In my brief experience in HR I learned that one of the main reasons for people’s unhappiness is the fact that almost all of us almost all the time hover on the brim of burnout. And that’s a very important thing to be aware of. Burnout is something I have heard of and witnessed a few times and, well…. it ain’t pretty. In some cases, people actually die from it. Usually it’s occupational burnout that is most targeted by the media but that does not mean workaholics are the only ones prone to it. That being said, being present and aware of what you are doing and the surroundings you’re in is a key aspect of avoiding burnout.
And another big point of fighting back against potential burnout is self-love. Yes, I really think that what we loosely refer to as “loving yourself” is a very important factor in our personal line of self-defense. Because when you love something you are instinctively aimed at protecting it. And this is where we need to realize that thinking of – and taking care of – ourselves is not selfish. True, we may have kids or pets or lovers that need our protection and care as well but no one should take the first place but you. There, I said it. Because it’s a matter of survival in today’s world to take some time and breathe and do whatever the hell you want. And because keeping yourself sane and chill is what will enable you to care for others. And because you really can’t radiate ease and care if all you’ve got inside is anger and frustration.
Below are some of my go-to’s for finding your inner calm and caring for yourself better. And, of course, they all need to start with the willingness to do it. Sometimes in spite of other stuff.
Re-connect with yourself. We all know that we’re not perfect (but when has that stopped us from trying?!), but do we know who we are? I mean right now, not yesterday or 5 years ago: but now. We constantly evolve and change and so do our needs. And if in “taking time to do what you want” you turn to outdated clichés about yourself that you keep repeating over and over, you can’t expect that to feed you. Not really. Take time to connect with what you are now: stop and think about what you really want to do now. It might be totally different form what you used to do to relax earlier and figuring it out will be immensely rewarding.
Take time and pan it. OK, now that you know what you want to do for yourself, it’s time to do it. Take this seriously: plan it and stick to it as much as to anything else on your to-do list. If you don’t make effort for yourself you really can’t expect anyone else to do so. I confess, this one took me a while to figure out… We can’t continue kicking and punching with our last pang of energy and then expect others to magically re-charge us. You are your own battery: you decide what and you decide when: take responsibility for your well-being!
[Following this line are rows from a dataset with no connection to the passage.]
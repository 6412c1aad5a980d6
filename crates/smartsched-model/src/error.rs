//! Model API client error types.
//!
//! These errors exist for the wire layer and operator logs only. The two
//! collaborators ([`crate::face::FaceMatchClient`],
//! [`crate::attendance::ConstraintClient`]) never propagate them — they
//! degrade to conservative fallback verdicts.

/// Errors from model API calls.
#[derive(Debug, thiserror::Error)]
pub enum ModelApiError {
    /// HTTP transport error.
    #[error("HTTP error calling {endpoint}: {source}")]
    Http {
        endpoint: String,
        source: reqwest::Error,
    },
    /// Model API returned a non-2xx status.
    #[error("model API {endpoint} returned {status}: {body}")]
    Api {
        endpoint: String,
        status: u16,
        body: String,
    },
    /// Response envelope deserialization failed.
    #[error("failed to deserialize response from {endpoint}: {source}")]
    Deserialization {
        endpoint: String,
        source: reqwest::Error,
    },
    /// The response carried no candidate text.
    #[error("model returned no candidate text for {endpoint}")]
    EmptyResponse { endpoint: String },
    /// The candidate text was not a valid verdict document.
    #[error("malformed verdict from {endpoint}: {source}")]
    Verdict {
        endpoint: String,
        source: serde_json::Error,
    },
    /// Configuration error.
    #[error("configuration error: {0}")]
    Config(#[from] super::config::ConfigError),
}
Fix what’s broken. Days and weeks and months without self-care can leave bruises; the tension builds up and you kind of get lost. Accept that in order to fix some of those things you might need something more: letting go of others for a day or two is fine, running and hiding under your childhood blankie is too: you decide which route to take. Take time with yourself and be patient: don’t intimidate yourself for how long it’s taking. Sometimes instead of just slapping on the band-aid and continuing to run is not the best option: we need to lie down and sneeze and sniffle through it.